• Problem to solve:
Reproduce the entries shown below only from the line with "按 Fountain 标题页的键名归类标题页内容" down to the line with "else if SOURCE_LINE.is_match(text)", keeping both end lines and copying each one exactly.
☆ ☆ ☆
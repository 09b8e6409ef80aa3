use serde::{Deserialize, Serialize};

/// Fountain 解析出的一个元素
#[derive(Debug, Clone, Default, PartialEq, Eq, Serialize, Deserialize)]
pub struct ScriptToken {
    pub token_type: String,  // token类型: scene_heading, character, dialogue等；标题页中为键名，如 title、draft_date
    pub text: String,        // 去掉强制标记后的文本
    pub line: usize,         // 所在行号
    pub number: Option<String>, // 场景编号
}

impl ScriptToken {
    pub fn new(token_type: &str, text: impl Into<String>, line: usize) -> Self {
        ScriptToken {
            token_type: token_type.to_string(),
            text: text.into(),
            line,
            number: None,
        }
    }

    // 检查token类型是否匹配
    pub fn is_type(&self, types: &[&str]) -> bool {
        types.contains(&self.token_type.as_str())
    }
}
use std::collections::HashMap;
use lazy_static::lazy_static;
use regex::Regex;
use crate::models::{Alignment, Screenplay};

lazy_static! {
    static ref CREDIT_LINE: Regex =
        Regex::new(r"(?i)^(written|screenplay|story|teleplay|created|adapted)?(\s*(and|&)\s*directed)?\s*by$").unwrap();
    static ref SOURCE_LINE: Regex = Regex::new(r"(?i)^(based on|from)\b").unwrap();
    static ref NUMERIC_DATE: Regex = Regex::new(r"\b\d{1,4}[/.\-]\d{1,2}[/.\-]\d{1,4}\b").unwrap();
    static ref MONTH_NAME: Regex = Regex::new(
        r"(?i)\b(jan(uary)?|feb(ruary)?|mar(ch)?|apr(il)?|may|june?|july?|aug(ust)?|sep(t(ember)?)?|oct(ober)?|nov(ember)?|dec(ember)?)\b"
    ).unwrap();
}

fn looks_like_date(text: &str) -> bool {
    NUMERIC_DATE.is_match(text)
        || (MONTH_NAME.is_match(text) && text.chars().any(|c| c.is_ascii_digit()))
}

fn append_field(fields: &mut HashMap<String, String>, key: &str, value: &str) {
    fields
        .entry(key.to_string())
        .and_modify(|existing| {
            existing.push('\n');
            existing.push_str(value);
        })
        .or_insert_with(|| value.to_string());
}

impl Screenplay {
    /// 按 Fountain 标题页的键名归类标题页内容
    ///
    /// 居中段落依次识别为 `Title`、`Credit`、`Author`、`Source`，
    /// 其余段落中像日期的归为 `Draft date`，剩下的归为 `Contact`。
    /// 没有标题页或标题页全为空行时返回空表。
    pub fn title_page_fields(&self) -> HashMap<String, String> {
        let mut fields = HashMap::new();
        let Some(title_page) = &self.title_page else {
            return fields;
        };

        let mut last_key: Option<&str> = None;
        for paragraph in &title_page.paragraphs {
            let text = paragraph.plain_text();
            let text = text.trim();
            if text.is_empty() {
                continue;
            }

            if paragraph.effective_alignment() == Alignment::Center {
                let key = if CREDIT_LINE.is_match(text) {
                    "Credit"
                } else if SOURCE_LINE.is_match(text) {
                    "Source"
                } else {
                    match last_key {
                        None => "Title",
                        Some("Credit") => "Author",
                        Some("Author") => "Source",
                        Some(other) => other,
                    }
                };
                append_field(&mut fields, key, text);
                last_key = Some(key);
            } else if looks_like_date(text) {
                append_field(&mut fields, "Draft date", text);
            } else {
                append_field(&mut fields, "Contact", text);
            }
        }
        fields
    }
}

#[cfg(test)]
mod tests {
    use super::*;
    use crate::models::{ElementType, Paragraph, TitlePage};

    fn line(text: &str, alignment: Alignment) -> Paragraph {
        let mut paragraph = Paragraph::with_text(ElementType::General, text);
        paragraph.alignment = Some(alignment);
        paragraph
    }

    #[test]
    fn no_title_page_gives_empty_map() {
        let screenplay = Screenplay::new();
        assert!(screenplay.title_page_fields().is_empty());

        let mut blank = Screenplay::new();
        blank.title_page = Some(TitlePage::new(vec![line("   ", Alignment::Center)]));
        assert!(blank.title_page_fields().is_empty());
    }

    #[test]
    fn classic_title_page_is_classified() {
        let mut screenplay = Screenplay::new();
        screenplay.title_page = Some(TitlePage::new(vec![
            line("BIG FISH", Alignment::Center),
            line("", Alignment::Center),
            line("Written by", Alignment::Center),
            line("John August", Alignment::Center),
            line("Based on the novel by Daniel Wallace", Alignment::Center),
            line("April 20, 2002", Alignment::Left),
            line("Agency Name", Alignment::Left),
            line("555-0100", Alignment::Left),
        ]));

        let fields = screenplay.title_page_fields();
        assert_eq!(fields["Title"], "BIG FISH");
        assert_eq!(fields["Credit"], "Written by");
        assert_eq!(fields["Author"], "John August");
        assert_eq!(fields["Source"], "Based on the novel by Daniel Wallace");
        assert_eq!(fields["Draft date"], "April 20, 2002");
        assert_eq!(fields["Contact"], "Agency Name\n555-0100");
    }

    #[test]
    fn numeric_dates_are_detected() {
        assert!(looks_like_date("10/12/2017"));
        assert!(looks_like_date("2017-10-12"));
        assert!(!looks_like_date("May the force be with you"));
        assert!(!looks_like_date("Suite 100"));
    }
}
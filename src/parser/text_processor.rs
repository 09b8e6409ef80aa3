use crate::models::{StyleFlags, TextRun};
use crate::utils::FountainConstants;

#[derive(Debug, Clone, PartialEq)]
enum Piece {
    Text(String),
    Marker(&'static str),
}

// 样式标记对应的样式位
fn marker_style(marker: &str) -> StyleFlags {
    match marker {
        "***" => StyleFlags::BOLD | StyleFlags::ITALIC,
        "**" => StyleFlags::BOLD,
        "*" => StyleFlags::ITALIC,
        "_" => StyleFlags::UNDERLINE,
        "~~" => StyleFlags::STRIKETHROUGH,
        _ => StyleFlags::empty(),
    }
}

// 拆分出文本和样式标记，转义字符作为普通文本
fn split_markers(text: &str) -> Vec<Piece> {
    let mut pieces = Vec::new();
    let mut buffer = String::new();
    let mut rest = text;

    'outer: while let Some(c) = rest.chars().next() {
        if c == '\\' {
            if let Some(next) = rest[1..].chars().next() {
                if FountainConstants::escapable_chars().contains(next) {
                    buffer.push(next);
                    rest = &rest[1 + next.len_utf8()..];
                    continue;
                }
            }
        }
        for marker in FountainConstants::style_markers() {
            if let Some(after) = rest.strip_prefix(marker) {
                if !buffer.is_empty() {
                    pieces.push(Piece::Text(std::mem::take(&mut buffer)));
                }
                pieces.push(Piece::Marker(marker));
                rest = after;
                continue 'outer;
            }
        }
        buffer.push(c);
        rest = &rest[c.len_utf8()..];
    }
    if !buffer.is_empty() {
        pieces.push(Piece::Text(buffer));
    }
    pieces
}

// 把缓冲区的文本写成一个片段，样式相同时并入上一个片段
fn flush(buffer: &mut String, style: StyleFlags, runs: &mut Vec<TextRun>) {
    if buffer.is_empty() {
        return;
    }
    match runs.last_mut() {
        Some(last) if last.style == style => last.text.push_str(buffer),
        _ => runs.push(TextRun::styled(buffer.as_str(), style)),
    }
    buffer.clear();
}

/// 把带 Fountain 行内样式的文本拆成文本片段
///
/// 支持 `***`、`**`、`*`、`_`、`~~` 以及 `\*`、`\_` 转义；
/// 没有对应结束标记的开始标记按普通文本处理。结果至少包含一个片段。
pub fn parse_inline_styles(text: &str) -> Vec<TextRun> {
    let pieces = split_markers(text);
    let mut runs: Vec<TextRun> = Vec::new();
    let mut active = StyleFlags::empty();
    let mut open: Vec<&'static str> = Vec::new();
    let mut buffer = String::new();

    for (index, piece) in pieces.iter().enumerate() {
        match piece {
            Piece::Text(text) => buffer.push_str(text),
            &Piece::Marker(marker) => {
                let style = marker_style(marker);
                if open.last() == Some(&marker) {
                    flush(&mut buffer, active, &mut runs);
                    open.pop();
                    active.remove(style);
                } else if !active.intersects(style)
                    && pieces[index + 1..].contains(&Piece::Marker(marker))
                {
                    flush(&mut buffer, active, &mut runs);
                    open.push(marker);
                    active.insert(style);
                } else {
                    buffer.push_str(marker);
                }
            }
        }
    }
    flush(&mut buffer, active, &mut runs);

    if runs.is_empty() {
        runs.push(TextRun::new(""));
    }
    runs
}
☆ ☆ ☆
• Reply:
    /// 按 Fountain 标题页的键名归类标题页内容
    ///
    /// 居中段落依次识别为 `Title`、`Credit`、`Author`、`Source`，
    /// 其余段落中像日期的归为 `Draft date`，剩下的归为 `Contact`。
    /// 没有标题页或标题页全为空行时返回空表。
    pub fn title_page_fields(&self) -> HashMap<String, String> {
        let mut fields = HashMap::new();
        let Some(title_page) = &self.title_page else {
            return fields;
        };

        let mut last_key: Option<&str> = None;
        for paragraph in &title_page.paragraphs {
            let text = paragraph.plain_text();
            let text = text.trim();
            if text.is_empty() {
                continue;
            }

            if paragraph.effective_alignment() == Alignment::Center {
                let key = if CREDIT_LINE.is_match(text) {
                    "Credit"
                } else if SOURCE_LINE.is_match(text) {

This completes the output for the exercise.